● **WHAT IS EXPECTED**: Go through the entries below and collect each line with the string "draws" in it.

● **EXERCISE INPUT**:

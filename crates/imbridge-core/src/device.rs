//! The graphics device capabilities the renderer consumes.
//!
//! [`GraphicsDevice`] covers resource creation and transfers, which happen
//! outside a render pass. [`RenderPass`] covers state binding and draws, which
//! happen inside one. Keeping them on separate objects lets a backend enforce
//! the ordering with borrows: a pass holds the device for its lifetime.

use std::borrow::Cow;

use serde::{Deserialize, Serialize};

use crate::error::Result;
use crate::texture::TextureId;

/// What a buffer is bound as.
#[derive(Debug, Clone, Copy, PartialEq, Eq, Hash)]
pub enum BufferKind {
    Vertex,
    Index,
}

/// Width of the elements in an index buffer.
#[derive(Debug, Clone, Copy, PartialEq, Eq, Hash)]
pub enum IndexFormat {
    Uint16,
    Uint32,
}

impl IndexFormat {
    pub fn size(self) -> u64 {
        match self {
            IndexFormat::Uint16 => 2,
            IndexFormat::Uint32 => 4,
        }
    }
}

/// Color formats used for GUI textures and render targets.
#[derive(Debug, Clone, Copy, PartialEq, Eq, Hash, Serialize, Deserialize)]
pub enum TextureFormat {
    Rgba8Unorm,
    Rgba8UnormSrgb,
    Bgra8Unorm,
    Bgra8UnormSrgb,
}

impl TextureFormat {
    /// Bytes per texel.
    pub fn block_size(self) -> u32 {
        4
    }
}

/// Texel filtering.
#[derive(Debug, Clone, Copy, PartialEq, Eq, Hash, Serialize, Deserialize, Default)]
pub enum FilterMode {
    #[default]
    Nearest,
    Linear,
}

/// Texture coordinate wrapping.
#[derive(Debug, Clone, Copy, PartialEq, Eq, Hash, Serialize, Deserialize, Default)]
pub enum AddressMode {
    #[default]
    ClampToEdge,
    Repeat,
    MirrorRepeat,
}

/// Sampler creation parameters.
#[derive(Debug, Clone, Copy, PartialEq, Eq, Hash, Serialize, Deserialize)]
pub struct SamplerDescription {
    pub min_filter: FilterMode,
    pub mag_filter: FilterMode,
    pub mipmap_filter: FilterMode,
    pub address_mode: AddressMode,
}

impl SamplerDescription {
    /// Nearest filtering, clamped coordinates.
    pub const POINT_CLAMP: Self = Self {
        min_filter: FilterMode::Nearest,
        mag_filter: FilterMode::Nearest,
        mipmap_filter: FilterMode::Nearest,
        address_mode: AddressMode::ClampToEdge,
    };
}

impl Default for SamplerDescription {
    fn default() -> Self {
        Self::POINT_CLAMP
    }
}

/// Primitive assembly.
#[derive(Debug, Clone, Copy, PartialEq, Eq, Hash, Default)]
pub enum PrimitiveTopology {
    #[default]
    TriangleList,
    TriangleStrip,
}

/// Color blending against the render target.
#[derive(Debug, Clone, Copy, PartialEq, Eq, Hash, Default)]
pub enum BlendMode {
    /// No blending.
    Opaque,
    /// `src * src.a + dst * (1 - src.a)`.
    #[default]
    NonPremultiplied,
    /// `src + dst * (1 - src.a)`.
    Premultiplied,
}

/// Format of one vertex attribute.
#[derive(Debug, Clone, Copy, PartialEq, Eq, Hash)]
pub enum VertexFormat {
    Float32x2,
    /// Four bytes normalized to `0.0..=1.0`.
    Unorm8x4,
}

/// One attribute inside a vertex.
#[derive(Debug, Clone, Copy, PartialEq, Eq, Hash)]
pub struct VertexAttribute {
    pub location: u32,
    pub format: VertexFormat,
    pub offset: u64,
}

/// Layout of the single vertex buffer binding.
#[derive(Debug, Clone, PartialEq, Eq, Hash)]
pub struct VertexLayout {
    pub stride: u64,
    pub attributes: Vec<VertexAttribute>,
}

/// Shader code in whatever form the backend consumes.
#[derive(Debug, Clone, PartialEq, Eq, Hash)]
pub struct ShaderSource {
    pub code: Cow<'static, str>,
    pub entry_point: Cow<'static, str>,
}

impl ShaderSource {
    pub fn new(code: impl Into<Cow<'static, str>>, entry_point: impl Into<Cow<'static, str>>) -> Self {
        Self {
            code: code.into(),
            entry_point: entry_point.into(),
        }
    }
}

/// Full description of a graphics pipeline.
///
/// Binding convention: the vertex stage reads one uniform block of
/// `vertex_uniform_size` bytes, the fragment stage samples one texture through
/// one sampler.
#[derive(Debug, Clone, PartialEq, Eq, Hash)]
pub struct PipelineDescription {
    pub label: Cow<'static, str>,
    pub vertex_shader: ShaderSource,
    pub fragment_shader: ShaderSource,
    pub vertex_layout: VertexLayout,
    pub topology: PrimitiveTopology,
    pub color_format: TextureFormat,
    pub blend: BlendMode,
    pub depth_test: bool,
    pub sample_count: u32,
    pub vertex_uniform_size: u64,
}

/// Scissor rectangle in render target pixels.
#[derive(Debug, Clone, Copy, PartialEq, Eq, Hash, Default)]
pub struct ScissorRect {
    pub x: u32,
    pub y: u32,
    pub width: u32,
    pub height: u32,
}

/// An indexed draw against the bound vertex and index buffers.
#[derive(Debug, Clone, Copy, PartialEq, Eq, Hash)]
pub struct DrawIndexed {
    /// Added to every index before fetching a vertex.
    pub base_vertex: u32,
    /// First index to read.
    pub first_index: u32,
    /// Number of triangles; three indices each.
    pub triangle_count: u32,
}

impl DrawIndexed {
    pub fn index_count(&self) -> u32 {
        self.triangle_count * 3
    }
}

/// A device texture that can be referenced from draw commands.
///
/// Clones refer to the same device texture and report the same identity.
pub trait GpuTexture: Clone {
    /// Device-native identity, stable for the texture's lifetime.
    fn id(&self) -> TextureId;
}

/// Resource creation and transfer operations.
///
/// None of these may be called while a render pass is recording.
pub trait GraphicsDevice {
    type Buffer;
    /// Textures are shared between the caller and the texture registry.
    type Texture: GpuTexture;
    type Sampler;
    type Pipeline;

    /// Creates a buffer of `size` bytes.
    fn create_buffer(&mut self, kind: BufferKind, size: u64) -> Result<Self::Buffer>;

    fn destroy_buffer(&mut self, buffer: Self::Buffer);

    /// Copies `data` into `buffer` starting at byte `offset`.
    fn write_buffer(&mut self, buffer: &Self::Buffer, offset: u64, data: &[u8]) -> Result<()>;

    fn create_texture(&mut self, width: u32, height: u32, format: TextureFormat) -> Result<Self::Texture>;

    /// Replaces the full contents of `texture`.
    fn upload_texture(&mut self, texture: &Self::Texture, pixels: &[u8]) -> Result<()>;

    fn destroy_texture(&mut self, texture: Self::Texture);

    fn create_sampler(&mut self, desc: &SamplerDescription) -> Result<Self::Sampler>;

    fn destroy_sampler(&mut self, sampler: Self::Sampler);

    fn create_pipeline(&mut self, desc: &PipelineDescription) -> Result<Self::Pipeline>;

    fn destroy_pipeline(&mut self, pipeline: Self::Pipeline);
}

/// Commands recorded inside an active render pass.
pub trait RenderPass<D: GraphicsDevice + ?Sized> {
    fn bind_pipeline(&mut self, pipeline: &D::Pipeline);

    fn bind_vertex_buffer(&mut self, buffer: &D::Buffer);

    fn bind_index_buffer(&mut self, buffer: &D::Buffer, format: IndexFormat);

    fn bind_texture_sampler(&mut self, texture: &D::Texture, sampler: &D::Sampler);

    fn set_scissor(&mut self, rect: ScissorRect);

    /// Supplies the vertex stage's uniform block for subsequent draws.
    fn push_vertex_uniforms(&mut self, data: &[u8]) -> Result<()>;

    fn draw_indexed(&mut self, draw: DrawIndexed);
}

● **TASK RESULT**:
//! outside a render pass. [`RenderPass`] covers state binding and draws, which
    /// Supplies the vertex stage's uniform block for subsequent draws.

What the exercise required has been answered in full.